[[ EXERCISE INPUTS open ]]

//! Circle wrapper.

use crate::deprecation::Deprecation;
use crate::Interactive;

static SET_POS: Deprecation = Deprecation::new("Circle::set_pos", "Circle::set_pos is deprecated, use Circle::set_position");

/// Layout of the library's circle struct.
#[repr(C)]
#[derive(Debug, Clone, Copy, Default, PartialEq, Eq)]
pub struct CircleData {
    pub x: i32,
    pub y: i32,
    pub r: i32,
    pub mouse_hover: bool,
    pub mouse_down: bool,
}

/// A circle with mouse interaction flags.
#[derive(Debug, Clone, PartialEq, Eq)]
pub struct Circle {
    data: CircleData,
}

impl Circle {
    pub fn new(x: i32, y: i32, r: i32, mouse_hover: bool, mouse_down: bool) -> Self {
        Self {
            data: CircleData {
                x,
                y,
                r,
                mouse_hover,
                mouse_down,
            },
        }
    }

    pub fn x(&self) -> i32 {
        self.data.x
    }

    pub fn y(&self) -> i32 {
        self.data.y
    }

    pub fn r(&self) -> i32 {
        self.data.r
    }

    pub fn mouse_hover(&self) -> bool {
        self.data.mouse_hover
    }

    pub fn mouse_down(&self) -> bool {
        self.data.mouse_down
    }

    /// Move the center. Radius and flags are kept.
    pub fn set_position(&mut self, x: i32, y: i32) {
        self.data.x = x;
        self.data.y = y;
    }

    #[deprecated(note = "use `set_position`")]
    pub fn set_pos(&mut self, x: i32, y: i32) {
        SET_POS.notice();
        self.set_position(x, y);
    }

    /// The struct handed across the FFI boundary.
    pub fn data(&self) -> &CircleData {
        &self.data
    }

    pub fn data_mut(&mut self) -> &mut CircleData {
        &mut self.data
    }
}

impl From<CircleData> for Circle {
    fn from(data: CircleData) -> Self {
        Self { data }
    }
}

impl Interactive for Circle {
    /// Inside or on the edge.
    fn contains(&self, px: i32, py: i32) -> bool {
        // Squared differences of i32 extremes overflow i64.
        let dx = i128::from(px) - i128::from(self.data.x);
        let dy = i128::from(py) - i128::from(self.data.y);
        let r = i128::from(self.data.r);
        dx * dx + dy * dy <= r * r
    }

    fn set_mouse_state(&mut self, hover: bool, down: bool) {
        self.data.mouse_hover = hover;
        self.data.mouse_down = down;
    }
}
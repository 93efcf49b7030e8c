//! Constant and enum module generation for the salient bindings.
//!
//! Reads the integer `#define`s kept in checked header declarations and
//! renders them as scripting-facing modules.
//!
//! ## Modules
//!
//! - [`table`]: Constant collection with exclusion rules
//! - [`render`]: Module, enum and JSON rendering
//! - [`all`]: Maintenance of the generated `__all__` section

pub mod all;
pub mod error;
pub mod render;
pub mod table;

pub use all::{update_module_all, update_module_all_file};
pub use error::{ConstError, Result};
pub use render::{enum_members, render_enum_class, render_json, render_module};
pub use table::{Constant, ConstantTable, ExclusionRules};
//! Header pipeline error types.

use std::collections::BTreeSet;
use std::path::PathBuf;

/// Errors that can occur while collecting, ordering or emitting headers.
#[derive(Debug, thiserror::Error)]
pub enum HeaderError {
    /// A header file could not be read.
    #[error("failed to read header {}: {source}", .path.display())]
    Read {
        path: PathBuf,
        #[source]
        source: std::io::Error,
    },

    /// An `#include "..."` directive names a file that does not exist.
    #[error("{}: included file '{include}' could not be resolved: {source}", .header.display())]
    MissingInclude {
        header: PathBuf,
        include: String,
        #[source]
        source: std::io::Error,
    },

    /// The include graph contains a cycle.
    #[error(
        "could not resolve header load order; possible cyclic dependency with the unresolved headers:\n{}",
        format_paths(.unresolved)
    )]
    CyclicDependency { unresolved: BTreeSet<PathBuf> },

    /// The cleaned text of a header is not accepted by the declaration grammar.
    ///
    /// `listing` holds the cleaned text with line numbers.
    #[error("{}: line {line}: {detail}", .path.display())]
    InvalidDeclaration {
        path: PathBuf,
        line: usize,
        detail: String,
        listing: String,
    },

    /// I/O error.
    #[error("I/O error: {0}")]
    Io(#[from] std::io::Error),
}

fn format_paths(paths: &BTreeSet<PathBuf>) -> String {
    paths
        .iter()
        .map(|p| format!("  {}", p.display()))
        .collect::<Vec<_>>()
        .join("\n")
}

/// Result type alias for header operations.
pub type Result<T> = std::result::Result<T, HeaderError>;
//! Build configuration error types.

use std::path::PathBuf;

/// Errors that can occur while assembling a build plan.
#[derive(Debug, thiserror::Error)]
pub enum BuildError {
    /// The build mode variable holds something other than DEBUG or RELEASE.
    #[error("unknown build mode '{value}' (expected DEBUG or RELEASE)")]
    UnknownMode { value: String },

    /// A source glob uses a form other than `dir/*.ext`.
    #[error("unsupported source glob '{pattern}': expected 'dir/*.ext'")]
    UnsupportedGlob { pattern: String },

    /// A source directory could not be listed.
    #[error("failed to read source directory {}: {source}", .path.display())]
    ReadDir {
        path: PathBuf,
        #[source]
        source: std::io::Error,
    },

    /// JSON serialization error.
    #[error("JSON error: {0}")]
    Json(#[from] serde_json::Error),
}

/// Result type alias for build configuration.
pub type Result<T> = std::result::Result<T, BuildError>;
//! Point wrapper.

use crate::deprecation::Deprecation;
use crate::Interactive;

static SET_POS: Deprecation = Deprecation::new("Point::set_pos", "Point::set_pos is deprecated, use Point::set_position");

/// Layout of the library's point struct.
#[repr(C)]
#[derive(Debug, Clone, Copy, Default, PartialEq, Eq)]
pub struct PointData {
    pub x: i32,
    pub y: i32,
    pub mouse_hover: bool,
    pub mouse_down: bool,
}

/// A single pixel with mouse interaction flags.
#[derive(Debug, Clone, PartialEq, Eq)]
pub struct Point {
    data: PointData,
}

impl Point {
    pub fn new(x: i32, y: i32, mouse_hover: bool, mouse_down: bool) -> Self {
        Self {
            data: PointData {
                x,
                y,
                mouse_hover,
                mouse_down,
            },
        }
    }

    pub fn x(&self) -> i32 {
        self.data.x
    }

    pub fn y(&self) -> i32 {
        self.data.y
    }

    pub fn mouse_hover(&self) -> bool {
        self.data.mouse_hover
    }

    pub fn mouse_down(&self) -> bool {
        self.data.mouse_down
    }

    pub fn set_position(&mut self, x: i32, y: i32) {
        self.data.x = x;
        self.data.y = y;
    }

    #[deprecated(note = "use `set_position`")]
    pub fn set_pos(&mut self, x: i32, y: i32) {
        SET_POS.notice();
        self.set_position(x, y);
    }

    pub fn data(&self) -> &PointData {
        &self.data
    }

    pub fn data_mut(&mut self) -> &mut PointData {
        &mut self.data
    }
}

impl From<PointData> for Point {
    fn from(data: PointData) -> Self {
        Self { data }
    }
}

impl Interactive for Point {
    fn contains(&self, px: i32, py: i32) -> bool {
        px == self.data.x && py == self.data.y
    }

    fn set_mouse_state(&mut self, hover: bool, down: bool) {
        self.data.mouse_hover = hover;
        self.data.mouse_down = down;
    }
}
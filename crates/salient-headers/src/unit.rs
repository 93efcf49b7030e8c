//! A single parsed header.

use std::collections::BTreeSet;
use std::path::{Path, PathBuf};

use crate::error::{HeaderError, Result};
use crate::normalize::Normalizer;

/// One cleaned header plus the headers it includes.
///
/// Immutable once built; owned by the [`HeaderContext`](crate::HeaderContext)
/// of the build that parsed it.
#[derive(Debug, Clone, PartialEq, Eq)]
pub struct HeaderUnit {
    path: PathBuf,
    text: String,
    depends: BTreeSet<PathBuf>,
}

impl HeaderUnit {
    /// Read and normalize the header at `path`.
    ///
    /// The path is canonicalized, so it must exist.
    pub fn load(path: &Path, normalizer: &Normalizer) -> Result<Self> {
        let canonical = path.canonicalize().map_err(|source| HeaderError::Read {
            path: path.to_path_buf(),
            source,
        })?;
        let raw = std::fs::read_to_string(&canonical).map_err(|source| HeaderError::Read {
            path: canonical.clone(),
            source,
        })?;
        Self::parse(canonical, &raw, normalizer)
    }

    /// Normalize `raw` as the contents of the header at `path`.
    ///
    /// Quoted includes are resolved against the directory of `path` and must
    /// name existing files.
    pub fn parse(path: PathBuf, raw: &str, normalizer: &Normalizer) -> Result<Self> {
        let normalized = normalizer.normalize(raw);
        let directory = path.parent().map(Path::to_path_buf).unwrap_or_default();

        let mut depends = BTreeSet::new();
        for include in normalized.includes {
            let target = directory
                .join(&include)
                .canonicalize()
                .map_err(|source| HeaderError::MissingInclude {
                    header: path.clone(),
                    include: include.clone(),
                    source,
                })?;
            depends.insert(target);
        }

        Ok(Self {
            path,
            text: normalized.text,
            depends,
        })
    }

    /// Canonical path of the header.
    pub fn path(&self) -> &Path {
        &self.path
    }

    /// Cleaned declaration text.
    pub fn text(&self) -> &str {
        &self.text
    }

    /// Canonical paths of every quoted include, loaded or not.
    pub fn depends(&self) -> &BTreeSet<PathBuf> {
        &self.depends
    }

    /// The cleaned text with 3-digit line numbers, for diagnostics.
    pub fn numbered_text(&self) -> String {
        self.text
            .split('\n')
            .enumerate()
            .map(|(i, line)| format!("{:03} {line}", i + 1))
            .collect::<Vec<_>>()
            .join("\n")
    }
}

impl std::fmt::Display for HeaderUnit {
    fn fmt(&self, f: &mut std::fmt::Formatter<'_>) -> std::fmt::Result {
        write!(f, "{}", self.path.display())?;
        for dep in &self.depends {
            write!(f, "\n\tdepends on {}", dep.display())?;
        }
        Ok(())
    }
}
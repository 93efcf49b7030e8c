//! `salient release`: prepare and tag a release.
//!
//! Moves the unreleased changelog entries under a heading for the new tag,
//! stamps `:: unreleased` version markers in the package sources, then
//! commits and creates an annotated tag.

use std::path::{Path, PathBuf};
use std::process::Command;
use std::sync::LazyLock;

use anyhow::{bail, Context, Result};
use regex::Regex;

use crate::manifest::SalientManifest;

static RE_CHANGELOG: LazyLock<Regex> = LazyLock::new(|| {
    Regex::new(r"(?s)^(.*?## \[Unreleased\]\n)(.+?\n)(\n*## \[.*)$").expect("valid changelog regex")
});

static RE_UNRELEASED: LazyLock<Regex> =
    LazyLock::new(|| Regex::new(r"(?i):: *unreleased").expect("valid version marker regex"));

/// A changelog with its unreleased entries moved under a release heading.
#[derive(Debug, Clone, PartialEq, Eq)]
pub struct TaggedChangelog {
    pub text: String,
    /// The moved entries, used as the tag message body.
    pub changes: String,
}

pub fn tag_changelog(text: &str, tag: &str, date: &str) -> Result<TaggedChangelog> {
    let Some(caps) = RE_CHANGELOG.captures(text) else {
        bail!("changelog has no entries under '## [Unreleased]' followed by a released version");
    };
    let changes = caps[2].to_string();
    let text = format!("{}\n## [{tag}] - {date}\n{changes}{}", &caps[1], &caps[3]);
    Ok(TaggedChangelog { text, changes })
}

/// `major.minor` of a release tag.
pub fn short_tag(version: &semver::Version) -> String {
    format!("{}.{}", version.major, version.minor)
}

pub fn replace_unreleased(text: &str, short_tag: &str) -> String {
    RE_UNRELEASED.replace_all(text, format!(":: {short_tag}")).into_owned()
}

pub fn run(project_dir: &Path, manifest: &SalientManifest, tag: &str, edit: bool, dry_run: bool) -> Result<()> {
    let version = semver::Version::parse(tag).with_context(|| format!("'{tag}' is not a semantic version"))?;

    let changelog_path = project_dir.join("CHANGELOG.md");
    let changelog = std::fs::read_to_string(&changelog_path)
        .with_context(|| format!("reading {}", changelog_path.display()))?;
    let tagged = tag_changelog(&changelog, tag, &today())?;
    tracing::debug!(changes = %tagged.changes, "tagged section");

    let package = manifest.build.module_name.split('.').next().unwrap_or_default();
    let short = short_tag(&version);
    for file in py_files(&project_dir.join(package))? {
        let text = std::fs::read_to_string(&file).with_context(|| format!("reading {}", file.display()))?;
        let updated = replace_unreleased(&text, &short);
        if updated != text {
            println!("Update tags in {}", file.display());
            if !dry_run {
                std::fs::write(&file, updated).with_context(|| format!("writing {}", file.display()))?;
            }
        }
    }

    if dry_run {
        println!("--- Tagged section:\n{}", tagged.changes);
        return Ok(());
    }

    std::fs::write(&changelog_path, &tagged.text)
        .with_context(|| format!("writing {}", changelog_path.display()))?;

    let edit_flag: &[&str] = if edit { &["-e"] } else { &[] };
    git(project_dir, &["commit", "-avm", &format!("Prepare {tag} release.")], edit_flag)?;
    git(project_dir, &["tag", tag, "-am", &format!("{tag}\n\n{}", tagged.changes)], edit_flag)?;
    Ok(())
}

fn git(project_dir: &Path, args: &[&str], extra: &[&str]) -> Result<()> {
    let status = Command::new("git")
        .args(args)
        .args(extra)
        .current_dir(project_dir)
        .status()
        .context("running git")?;
    if !status.success() {
        bail!("git {} failed with {status}", args[0]);
    }
    Ok(())
}

/// Every `.py` file below `dir`, sorted. A missing directory yields nothing.
fn py_files(dir: &Path) -> Result<Vec<PathBuf>> {
    let mut out = Vec::new();
    if !dir.is_dir() {
        tracing::warn!(dir = %dir.display(), "package directory not found");
        return Ok(out);
    }
    let mut stack = vec![dir.to_path_buf()];
    while let Some(current) = stack.pop() {
        for entry in std::fs::read_dir(&current).with_context(|| format!("reading {}", current.display()))? {
            let path = entry?.path();
            if path.is_dir() {
                stack.push(path);
            } else if path.extension().is_some_and(|ext| ext == "py") {
                out.push(path);
            }
        }
    }
    out.sort();
    Ok(out)
}

/// Today's UTC date as `YYYY-MM-DD`.
fn today() -> String {
    let secs = std::time::SystemTime::now()
        .duration_since(std::time::UNIX_EPOCH)
        .unwrap_or_default()
        .as_secs();
    let (y, m, d) = civil_from_days((secs / 86_400) as i64);
    format!("{y:04}-{m:02}-{d:02}")
}

/// Proleptic Gregorian date of a day count since 1970-01-01.
fn civil_from_days(days: i64) -> (i64, u32, u32) {
    let z = days + 719_468;
    let era = z.div_euclid(146_097);
    let doe = z.rem_euclid(146_097);
    let yoe = (doe - doe / 1_460 + doe / 36_524 - doe / 146_096) / 365;
    let doy = doe - (365 * yoe + yoe / 4 - yoe / 100);
    let mp = (5 * doy + 2) / 153;
    let d = (doy - (153 * mp + 2) / 5 + 1) as u32;
    let m = (if mp < 10 { mp + 3 } else { mp - 9 }) as u32;
    let y = yoe + era * 400 + i64::from(m <= 2);
    (y, m, d)
}
//! C header collection and FFI definition emission for the salient bindings.
//!
//! Turns the native library's public headers into definition text a
//! permissive C declaration parser accepts, in include order.
//!
//! ## Modules
//!
//! - [`normalize`]: Lexical stripping of comments, directives and annotations
//! - [`unit`]: A single cleaned header and its include dependencies
//! - [`context`]: Per-build registry of parsed headers
//! - [`resolve`]: Include-order resolution
//! - [`decl`]: Permissive C declaration grammar
//! - [`cdef`]: Definition text emission with diagnostics

pub mod cdef;
pub mod context;
pub mod decl;
pub mod error;
pub mod normalize;
pub mod resolve;
pub mod unit;

// Re-export key types for convenience
pub use cdef::{Cdef, CdefEmitter, CheckedHeader};
pub use context::HeaderContext;
pub use decl::{parse_declarations, Declaration, FunctionDecl};
pub use error::{HeaderError, Result};
pub use normalize::{Normalizer, Pass};
pub use unit::HeaderUnit;
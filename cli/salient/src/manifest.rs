//! `salient.toml` manifest parsing and project configuration.
//!
//! Every section is optional. Missing keys fall back to the layout of the
//! salient repository itself.

use std::collections::BTreeMap;
use std::path::{Path, PathBuf};

use anyhow::{Context, Result};
use salient_build::BuildConfig;
use salient_consts::table::{DEFAULT_EXCLUDED_NAMES, DEFAULT_EXCLUDED_PREFIXES};
use salient_consts::ExclusionRules;
use salient_headers::cdef::DEFAULT_TRAILER;
use salient_headers::normalize::{DEFAULT_CALL_TAGS, DEFAULT_TAGS};
use salient_headers::Normalizer;
use serde::{Deserialize, Serialize};

pub const MANIFEST_NAME: &str = "salient.toml";

/// The top-level manifest of a salient checkout.
#[derive(Debug, Clone, Default, Serialize, Deserialize)]
#[serde(default)]
pub struct SalientManifest {
    pub headers: HeadersConfig,
    pub constants: ConstantsConfig,
    pub build: BuildConfig,
}

/// Where headers come from and what surrounds them in the definition text.
#[derive(Debug, Clone, Serialize, Deserialize)]
#[serde(default)]
pub struct HeadersConfig {
    /// Directories walked for `.h` files, in order.
    pub paths: Vec<String>,
    /// File names skipped during the walk.
    pub excludes: Vec<String>,
    /// Bare annotation macros to strip. `None` keeps the built-in list.
    pub tags: Option<Vec<String>>,
    /// Annotation macros stripped together with their argument list.
    pub call_tags: Option<Vec<String>>,
    /// Definition files emitted before the headers.
    pub prelude: Vec<String>,
    /// Declarations emitted after the headers.
    pub trailer: Vec<String>,
}

impl Default for HeadersConfig {
    fn default() -> Self {
        Self {
            paths: owned(&["salient/", "libsalient/src/salient/"]),
            excludes: owned(&["gl2_ext_.h", "renderer_gl_internal.h", "event.h"]),
            tags: None,
            call_tags: None,
            prelude: Vec::new(),
            trailer: owned(DEFAULT_TRAILER),
        }
    }
}

impl HeadersConfig {
    pub fn normalizer(&self) -> Normalizer {
        if self.tags.is_none() && self.call_tags.is_none() {
            return Normalizer::default();
        }
        let tags = self.tags.clone().unwrap_or_else(|| owned(DEFAULT_TAGS));
        let call_tags = self.call_tags.clone().unwrap_or_else(|| owned(DEFAULT_CALL_TAGS));
        Normalizer::with_tags(&tags, &call_tags)
    }
}

/// Constant filtering and enum grouping.
#[derive(Debug, Clone, Serialize, Deserialize)]
#[serde(default)]
pub struct ConstantsConfig {
    pub exclude: Vec<String>,
    pub exclude_prefixes: Vec<String>,
    /// Enum class name to constant prefix.
    pub enum_prefixes: BTreeMap<String, String>,
}

impl Default for ConstantsConfig {
    fn default() -> Self {
        Self {
            exclude: owned(DEFAULT_EXCLUDED_NAMES),
            exclude_prefixes: owned(DEFAULT_EXCLUDED_PREFIXES),
            enum_prefixes: BTreeMap::new(),
        }
    }
}

impl ConstantsConfig {
    pub fn rules(&self) -> ExclusionRules {
        ExclusionRules::new(self.exclude.iter().cloned(), self.exclude_prefixes.iter().cloned())
    }
}

fn owned(items: &[&str]) -> Vec<String> {
    items.iter().map(|s| s.to_string()).collect()
}

impl SalientManifest {
    /// Search upward from `start_dir` for a `salient.toml` file, parse and
    /// return it along with the directory it was found in.
    pub fn find_and_load(start_dir: &Path) -> Result<Option<(Self, PathBuf)>> {
        let mut dir = start_dir.to_path_buf();
        loop {
            let candidate = dir.join(MANIFEST_NAME);
            if candidate.is_file() {
                let content = std::fs::read_to_string(&candidate)
                    .with_context(|| format!("reading {}", candidate.display()))?;
                let manifest = Self::from_str(&content)
                    .with_context(|| format!("parsing {}", candidate.display()))?;
                tracing::debug!(path = %candidate.display(), "loaded manifest");
                return Ok(Some((manifest, dir)));
            }
            if !dir.pop() {
                break;
            }
        }
        Ok(None)
    }

    /// The manifest above `cwd`, or the defaults rooted at `cwd`.
    pub fn load_or_default(cwd: &Path) -> Result<(Self, PathBuf)> {
        Ok(Self::find_and_load(cwd)?.unwrap_or_else(|| (Self::default(), cwd.to_path_buf())))
    }

    /// Parse a manifest from a TOML string.
    pub fn from_str(s: &str) -> Result<Self> {
        toml::from_str(s).context("parsing salient.toml")
    }
}
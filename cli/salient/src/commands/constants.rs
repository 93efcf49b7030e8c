//! `salient constants`: generate the constants module.

use std::path::Path;

use anyhow::Result;
use salient_consts::{render_json, render_module};

use super::{constant_table, write_output};
use crate::manifest::SalientManifest;

pub fn run(project_dir: &Path, manifest: &SalientManifest, json: bool, output: Option<&Path>) -> Result<()> {
    let table = constant_table(project_dir, manifest)?;
    tracing::info!(constants = table.len(), "collected constants");
    let text = if json { render_json(&table)? + "\n" } else { render_module(&table) };
    write_output(output, &text)
}

#[cfg(test)]
mod tests {
    use super::*;
    use crate::manifest::HeadersConfig;

    fn project() -> (tempfile::TempDir, SalientManifest) {
        let dir = tempfile::tempdir().unwrap();
        std::fs::create_dir(dir.path().join("include")).unwrap();
        std::fs::write(
            dir.path().join("include/keys.h"),
            "#define SALIENT_MAJOR_VERSION 2\n#define SALIENT_KEY_DOWN 80\n#define SALIENT_KEY_UP 72\n\
             #define SALIENT_E_OK 0\nint salient_init(void);\n",
        )
        .unwrap();
        let manifest = SalientManifest {
            headers: HeadersConfig {
                paths: vec!["include".into()],
                ..HeadersConfig::default()
            },
            ..SalientManifest::default()
        };
        (dir, manifest)
    }

    #[test]
    fn module_output() {
        let (dir, manifest) = project();
        let out = dir.path().join("constants.py");
        run(dir.path(), &manifest, false, Some(&out)).unwrap();
        let text = std::fs::read_to_string(&out).unwrap();
        assert!(text.contains("SALIENT_KEY_UP = 72\nSALIENT_KEY_DOWN = 80\n"));
        assert!(!text.contains("SALIENT_MAJOR_VERSION"));
        assert!(!text.contains("SALIENT_E_OK"));
    }

    #[test]
    fn json_output() {
        let (dir, manifest) = project();
        let out = dir.path().join("constants.json");
        run(dir.path(), &manifest, true, Some(&out)).unwrap();
        let value: serde_json::Value = serde_json::from_str(&std::fs::read_to_string(&out).unwrap()).unwrap();
        let constants = value["constants"].as_array().unwrap();
        assert_eq!(constants.len(), 2);
        assert_eq!(constants[0]["name"], "SALIENT_KEY_UP");
    }
}
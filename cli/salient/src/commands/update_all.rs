//! `salient update-all`: refresh the generated names in a package `__all__`.

use std::path::Path;

use anyhow::{Context, Result};
use salient_consts::update_module_all_file;

use super::constant_table;
use crate::manifest::SalientManifest;

pub fn run(project_dir: &Path, manifest: &SalientManifest, file: &Path) -> Result<()> {
    let table = constant_table(project_dir, manifest)?;
    update_module_all_file(file, table.iter().map(|c| c.name.as_str()))
        .with_context(|| format!("updating {}", file.display()))?;
    println!("Updated {} ({} names)", file.display(), table.len());
    Ok(())
}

[[ EXERCISE INPUTS closed ]]

**TASK DIRECTIONS:** Report the lines above that have the word "changes" in them.

**ANSWER SPACE:**
    pub changes: String,
    let changes = caps[2].to_string();
    let text = format!("{}\n## [{tag}] - {date}\n{changes}{}", &caps[1], &caps[3]);
    Ok(TaggedChangelog { text, changes })
    tracing::debug!(changes = %tagged.changes, "tagged section");
        println!("--- Tagged section:\n{}", tagged.changes);
    git(project_dir, &["tag", tag, "-am", &format!("{tag}\n\n{}", tagged.changes)], edit_flag)?;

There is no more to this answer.